# leaving sails on the boat during winter...horrible idea?



## eSailor (Mar 8, 2011)

I did not get a chance to remove the sails (typical main and Shaffer roller furling genny) before the boat was hauled out of the water. 

Is it a horrible idea to leave them on the boat (rigged) during the entire winter? The main will be under the normal sail cover and I will also have a winter cover over that. I am worried about trying to remove the sails when the boat is on jack stands and I am invisioning a wind puff at the wrong time while I have the sail pulled out during removal. Could be catastrophic for me and neighboring boats on the hard 

Northen Maryland area.

Thoughts?


----------



## Faster (Sep 13, 2005)

Take a spare/spinnaker halyard and wrap it around the rolled headsail to prevent an unexpected storm from unfurling the sail (with potentially dramatic results), and/or tie the clew tightly with sail ties around the roll..
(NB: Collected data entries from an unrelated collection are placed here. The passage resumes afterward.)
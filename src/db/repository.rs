//! User repository for Gator.
//!
//! This module provides CRUD operations for users in the database.

use chrono::{DateTime, Utc};
use uuid::Uuid;

use super::user::{NewUser, User};
use super::{format_timestamp, parse_timestamp, DbPool};
use crate::error::is_unique_violation;
use crate::{GatorError, Result};

/// Row type for a user from the database.
#[derive(Debug, Clone, sqlx::FromRow)]
struct UserRow {
    id: String,
    name: String,
    created_at: String,
    updated_at: String,
}

impl TryFrom<UserRow> for User {
    type Error = GatorError;

    fn try_from(row: UserRow) -> Result<Self> {
        Ok(User {
            id: parse_uuid("users.id", &row.id)?,
            name: row.name,
            created_at: require_timestamp("users.created_at", &row.created_at)?,
            updated_at: require_timestamp("users.updated_at", &row.updated_at)?,
        })
    }
}

/// Parse a stored UUID column. A corrupt value is a database error.
pub(crate) fn parse_uuid(column: &str, s: &str) -> Result<Uuid> {
    Uuid::parse_str(s).map_err(|e| GatorError::Database(format!("corrupt {column} {s:?}: {e}")))
}

/// Parse a stored timestamp column. A corrupt value is a database error.
pub(crate) fn require_timestamp(column: &str, s: &str) -> Result<DateTime<Utc>> {
    parse_timestamp(s).ok_or_else(|| GatorError::Database(format!("corrupt {column} {s:?}")))
}

/// Repository for user CRUD operations.
pub struct UserRepository<'a> {
    pool: &'a DbPool,
}

impl<'a> UserRepository<'a> {
    /// Create a new UserRepository with the given database pool reference.
    pub fn new(pool: &'a DbPool) -> Self {
        Self { pool }
    }

    /// Create a new user in the database.
    ///
    /// Returns `AlreadyExists` if the name is taken.
    pub async fn create(&self, new_user: &NewUser) -> Result<User> {
        let now = Utc::now();
        let user = User {
            id: Uuid::new_v4(),
            name: new_user.name.clone(),
            created_at: now,
            updated_at: now,
        };

        sqlx::query("INSERT INTO users (id, name, created_at, updated_at) VALUES (?, ?, ?, ?)")
            .bind(user.id.to_string())
            .bind(&user.name)
            .bind(format_timestamp(&user.created_at))
            .bind(format_timestamp(&user.updated_at))
            .execute(self.pool)
            .await
            .map_err(|e| {
                if is_unique_violation(&e) {
                    GatorError::AlreadyExists(format!("user {}", new_user.name))
                } else {
                    GatorError::Database(e.to_string())
                }
            })?;

        Ok(user)
    }

    /// Get a user by ID.
    pub async fn get_by_id(&self, id: Uuid) -> Result<Option<User>> {
        let row = sqlx::query_as::<_, UserRow>(
            "SELECT id, name, created_at, updated_at FROM users WHERE id = ?",
        )
        .bind(id.to_string())
        .fetch_optional(self.pool)
        .await
        .map_err(|e| GatorError::Database(e.to_string()))?;

        row.map(User::try_from).transpose()
    }

    /// Get a user by name.
    pub async fn get_by_name(&self, name: &str) -> Result<Option<User>> {
        let row = sqlx::query_as::<_, UserRow>(
            "SELECT id, name, created_at, updated_at FROM users WHERE name = ?",
        )
        .bind(name)
        .fetch_optional(self.pool)
        .await
        .map_err(|e| GatorError::Database(e.to_string()))?;

        row.map(User::try_from).transpose()
    }

    /// List all users ordered by name.
    pub async fn list_all(&self) -> Result<Vec<User>> {
        let rows = sqlx::query_as::<_, UserRow>(
            "SELECT id, name, created_at, updated_at FROM users ORDER BY name ASC",
        )
        .fetch_all(self.pool)
        .await
        .map_err(|e| GatorError::Database(e.to_string()))?;

        rows.into_iter().map(User::try_from).collect()
    }

    /// Delete every user. Feeds, follows and posts go with them.
    ///
    /// Returns the number of users deleted.
    pub async fn delete_all(&self) -> Result<u64> {
        let result = sqlx::query("DELETE FROM users")
            .execute(self.pool)
            .await
            .map_err(|e| GatorError::Database(e.to_string()))?;

        Ok(result.rows_affected())
    }

    /// Count all users.
    pub async fn count(&self) -> Result<i64> {
        let count: (i64,) = sqlx::query_as("SELECT COUNT(*) FROM users")
            .fetch_one(self.pool)
            .await
            .map_err(|e| GatorError::Database(e.to_string()))?;

        Ok(count.0)
    }
}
Is your winter cover supported?... if not and it's a tarp over the boom/sail cover then you're likely to get some chafe on the sailcover from the tarp.. Since the main is already down and it can't fill like the headsail I'd be tempted to take it off. But... you're hauled for the winter so you're likely in an area where humidity is not going to be high so maybe you'll be OK as long as your don't trash your sailcover...


----------



## CalebD (Jan 11, 2008)

Wait for a calm day and take off the furling genny and the main sail. Keep them in a garage or basement.
It is really a bad idea to leave the sails on the boat. There is UV exposure, mildew and chafing from winter storms to contend with plus a furled genny adds wind resistance where you need it least.
It is a good idea if you really want to buy a new set of sails though since the sails you left on the boat may get trashed.
Take 'em off.


----------



## Tim R. (Mar 23, 2003)

You probably have no choice with the headsail. Every boatyard I know of has a strict rule against hoisting/unfurling sails while on the hard.


----------



## sailingfool (Apr 17, 2000)

If a genoa unrolls when the boat is in the water, you are likely to have a shredded sail. If the sail unrolls while the boat is on land...you a likely to have a shredded boat...


----------



## WDS123 (Apr 2, 2011)

Why not just go over and take 'EM off ?


----------



## JedNeck (Sep 22, 2011)

Would you leave a $2000 outboard sitting out in the weather all winter?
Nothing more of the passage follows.